**Exercise objective**
For the material below, return exactly the lines starting at the line containing "let cert_path = config" and ending at the line containing "(true, Some(path)) =>", both ends included, and no others.

**Extracted entries**
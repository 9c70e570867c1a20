//! TLS acceptor for `wss://` listeners.

use crate::config::TlsConfig;
use crate::error::ServerError;
use rustls::pki_types::{CertificateDer, PrivateKeyDer};
use rustls::server::WebPkiClientVerifier;
use rustls::RootCertStore;
use std::fs::File;
use std::io::BufReader;
use std::path::Path;
use std::sync::Arc;
use tokio_rustls::TlsAcceptor;

/// Loads the server certificate and key and builds an acceptor.
///
/// With `require_client_cert`, clients must present a certificate signed by
/// one of the CAs in `client_ca_path`.
pub fn create_tls_acceptor(config: &TlsConfig) -> Result<TlsAcceptor, ServerError> {
    let cert_path = config
        .cert_path
        .as_ref()
        .ok_or_else(|| ServerError::TlsConfig("cert_path not set".into()))?;
    let key_path = config
        .key_path
        .as_ref()
        .ok_or_else(|| ServerError::TlsConfig("key_path not set".into()))?;
    let client_ca_path = match (config.require_client_cert, &config.client_ca_path) {
        (false, _) => None,
        (true, Some(path)) => Some(path),
        (true, None) => {
            return Err(ServerError::TlsConfig(
                "client_ca_path not set for mTLS".into(),
            ))
        }
    };

    let certs = load_certs(cert_path)?;
    let key = load_private_key(key_path)?;

    let builder = match client_ca_path {
        Some(path) => {
            let mut roots = RootCertStore::empty();
            for cert in load_certs(path)? {
                roots.add(cert).map_err(|e| {
                    ServerError::TlsConfig(format!("invalid client CA cert: {}", e))
                })?;
            }
            let verifier = WebPkiClientVerifier::builder(Arc::new(roots))
                .build()
                .map_err(|e| {
                    ServerError::TlsConfig(format!("failed to build client verifier: {}", e))
                })?;
            rustls::ServerConfig::builder().with_client_cert_verifier(verifier)
        }
        None => rustls::ServerConfig::builder().with_no_client_auth(),
    };

    let server_config = builder
        .with_single_cert(certs, key)
        .map_err(|e| ServerError::TlsConfig(format!("invalid server cert/key: {}", e)))?;

    Ok(TlsAcceptor::from(Arc::new(server_config)))
}

fn load_certs(path: &Path) -> Result<Vec<CertificateDer<'static>>, ServerError> {
    let file = File::open(path)
        .map_err(|e| ServerError::TlsConfig(format!("cannot open cert file {:?}: {}", path, e)))?;

    rustls_pemfile::certs(&mut BufReader::new(file))
        .collect::<Result<Vec<_>, _>>()
        .map_err(|e| ServerError::TlsConfig(format!("invalid cert file {:?}: {}", path, e)))
}

fn load_private_key(path: &Path) -> Result<PrivateKeyDer<'static>, ServerError> {
    let file = File::open(path)
        .map_err(|e| ServerError::TlsConfig(format!("cannot open key file {:?}: {}", path, e)))?;

    rustls_pemfile::private_key(&mut BufReader::new(file))
        .map_err(|e| ServerError::TlsConfig(format!("invalid key file {:?}: {}", path, e)))?
        .ok_or_else(|| ServerError::TlsConfig(format!("no private key found in {:?}", path)))
}

#[cfg(test)]
mod tests {
    use super::*;
    use std::io::Write;
    use tempfile::NamedTempFile;

    fn tls_config(cert: Option<&str>, key: Option<&str>, mtls: bool) -> TlsConfig {
        TlsConfig {
            enabled: true,
            cert_path: cert.map(Into::into),
            key_path: key.map(Into::into),
            require_client_cert: mtls,
            client_ca_path: None,
        }
    }

    fn expect_error(config: &TlsConfig, needle: &str) {
        match create_tls_acceptor(config) {
            Err(e) => assert!(e.to_string().contains(needle), "{}", e),
            Ok(_) => panic!("expected error containing {:?}", needle),
        }
    }

    #[test]
    fn test_load_invalid_paths() {
        let err = load_certs(Path::new("/nonexistent/cert.pem")).unwrap_err();
        assert!(err.to_string().contains("cannot open"));

        let err = load_private_key(Path::new("/nonexistent/key.pem")).unwrap_err();
        assert!(err.to_string().contains("cannot open"));
    }

    #[test]
    fn test_load_empty_key_file() {
        let mut key_file = NamedTempFile::new().unwrap();
        key_file.write_all(b"not a valid key").unwrap();

        let err = load_private_key(key_file.path()).unwrap_err();
        assert!(err.to_string().contains("no private key"));
    }

    #[test]
    fn test_missing_settings() {
        expect_error(
            &tls_config(None, Some("/some/key.pem"), false),
            "cert_path not set",
        );
        expect_error(
            &tls_config(Some("/some/cert.pem"), None, false),
            "key_path not set",
        );
        // Checked before any file is opened.
        expect_error(
            &tls_config(Some("/nonexistent/cert.pem"), Some("/nonexistent/key.pem"), true),
            "client_ca_path not set",
        );
    }
}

**Worked solution**
    let cert_path = config
        .cert_path
        .as_ref()
        .ok_or_else(|| ServerError::TlsConfig("cert_path not set".into()))?;
    let key_path = config
        .key_path
        .as_ref()
        .ok_or_else(|| ServerError::TlsConfig("key_path not set".into()))?;
    let client_ca_path = match (config.require_client_cert, &config.client_ca_path) {
        (false, _) => None,
        (true, Some(path)) => Some(path),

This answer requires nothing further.